Bangli, IDN Times - Tim Gabungan BNN, Kementerian Imigrasi dan Pemasyarakatan, Bea dan Cukai, serta Polda Bali berhasil mengungkap jaringan penyelundupan narkotika internasional.
Pelakunya warga negara asing (WNA) asal Rusia yang ditangkap di Dusun Kayang, Desa Kayubihi, Kecamatan Bangli, Kabupaten Bangli, sekitar pukul 08.00 Wita pada Jumat lalu, 5 Juni 2026.
Kepala BNN RI, Komjen Pol Suyudi Ario Seto, menyampaikan pengungkapan bermula dari informasi Bea dan Cukai Soekarno-Hatta terkait adanya tas koper berisi ganja dari Thailand yang dibawa penumpang perempuan asal Rusia berinisial KK (52), dan diduga akan dibawa ke Bali.
Setelah mendarat di Bandara Soekarno-Hatta, KK diketahui melanjutkan perjalanan menggunakan mobil rental menuju Pelabuhan Ketapang dan menyeberang pukul 01.30 WIB.
Setibanya di Pelabuhan Gilimanuk sekitar pukul 03.00 Wita, KK dijemput laki-laki berkebangsaan Rusia berinisial SK (40).
Petugas selanjutnya mengejar tersangka SK yang berusaha melarikan diri setelah menurunkan KK dan tas koper berisi narkotika.
Dalam pelarian itu, SK mengendarai kendaraan dengan laju yang sangat kencang dan ugal-ugalan sehingga menabrak beberapa warga setempat.
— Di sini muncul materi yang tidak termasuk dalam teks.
//! Error types

mod metadata;
mod parse;
mod transport;
mod validation;

pub use metadata::*;
pub use parse::*;
pub use transport::*;
pub use validation::*;

/// Top-level error for query analysis, configuration and grid loading.
#[derive(Debug, thiserror::Error)]
pub enum Error {
    /// The FetchXML query could not be parsed.
    #[error(transparent)]
    Parse(#[from] ParseError),

    /// Configuration or query contract violation.
    #[error(transparent)]
    Validation(#[from] ValidationError),

    /// Entity or attribute unknown to the metadata resolver.
    #[error(transparent)]
    Metadata(#[from] MetadataError),

    /// A remote call failed.
    #[error(transparent)]
    Transport(#[from] TransportError),
}

impl Error {
    /// Returns `true` if this error was raised while reading configuration
    /// or the query itself, as opposed to during a fetch cycle.
    pub fn is_configuration_error(&self) -> bool {
        matches!(self, Self::Parse(_) | Self::Validation(_))
    }
}

impl From<reqwest::Error> for Error {
    fn from(err: reqwest::Error) -> Self {
        Self::Transport(TransportError::from(err))
    }
}

#[cfg(test)]
mod tests {
    use super::*;

    #[test]
    fn test_configuration_errors() {
        assert!(Error::from(ParseError::Empty).is_configuration_error());
        assert!(
            Error::from(ValidationError::MissingAggregateAlias {
                attribute: "revenue".to_string()
            })
            .is_configuration_error()
        );
        assert!(!Error::from(TransportError::http(500, "boom")).is_configuration_error());
        assert!(!Error::from(MetadataError::attribute_not_found("account", "nope")).is_configuration_error());
    }
}
//! Pagination bookkeeping for one grid page.

/// Position of a loaded page within the full result.
#[derive(Debug, Clone, Copy, Default, PartialEq, Eq)]
pub struct PageWindow {
    /// Records selected by the query across all pages.
    pub total_count: usize,
    /// 1-based page number.
    pub page: u32,
    /// Records per page.
    pub page_size: u32,
    /// 1-based index of the first item shown, `0` when the page is empty.
    pub first_item_index: usize,
    /// 1-based index of the last item shown, `0` when the page is empty.
    pub last_item_index: usize,
    /// Whether another page follows.
    pub has_next: bool,
    /// Whether a page precedes this one.
    pub has_previous: bool,
}

impl PageWindow {
    /// Computes the window of page `page` holding `item_count` items.
    pub fn compute(total_count: usize, item_count: usize, page_size: u32, page: u32) -> Self {
        let page_size_wide = page_size as usize;
        let offset = (page.max(1) as usize - 1) * page_size_wide;

        let (first_item_index, last_item_index) = if item_count == 0 {
            (0, 0)
        } else {
            (offset + 1, offset + item_count)
        };

        Self {
            total_count,
            page,
            page_size,
            first_item_index,
            last_item_index,
            has_next: (page as usize) * page_size_wide < total_count,
            has_previous: page > 1,
        }
    }
}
Hingga akhirnya petugas berhasil menghentikan mobil SK dan menangkapnya di Dusun Kayang.
"Kami telah mengamankan barang bukti narkotika berupa Hashis (bentuk padatan dari tanaman ganja) dengan berat bruto 7,8kg, serta barang bukti non-narkotika berupa paspor, ponsel, dan satu unit kendaraan roda empat," ungkapnya.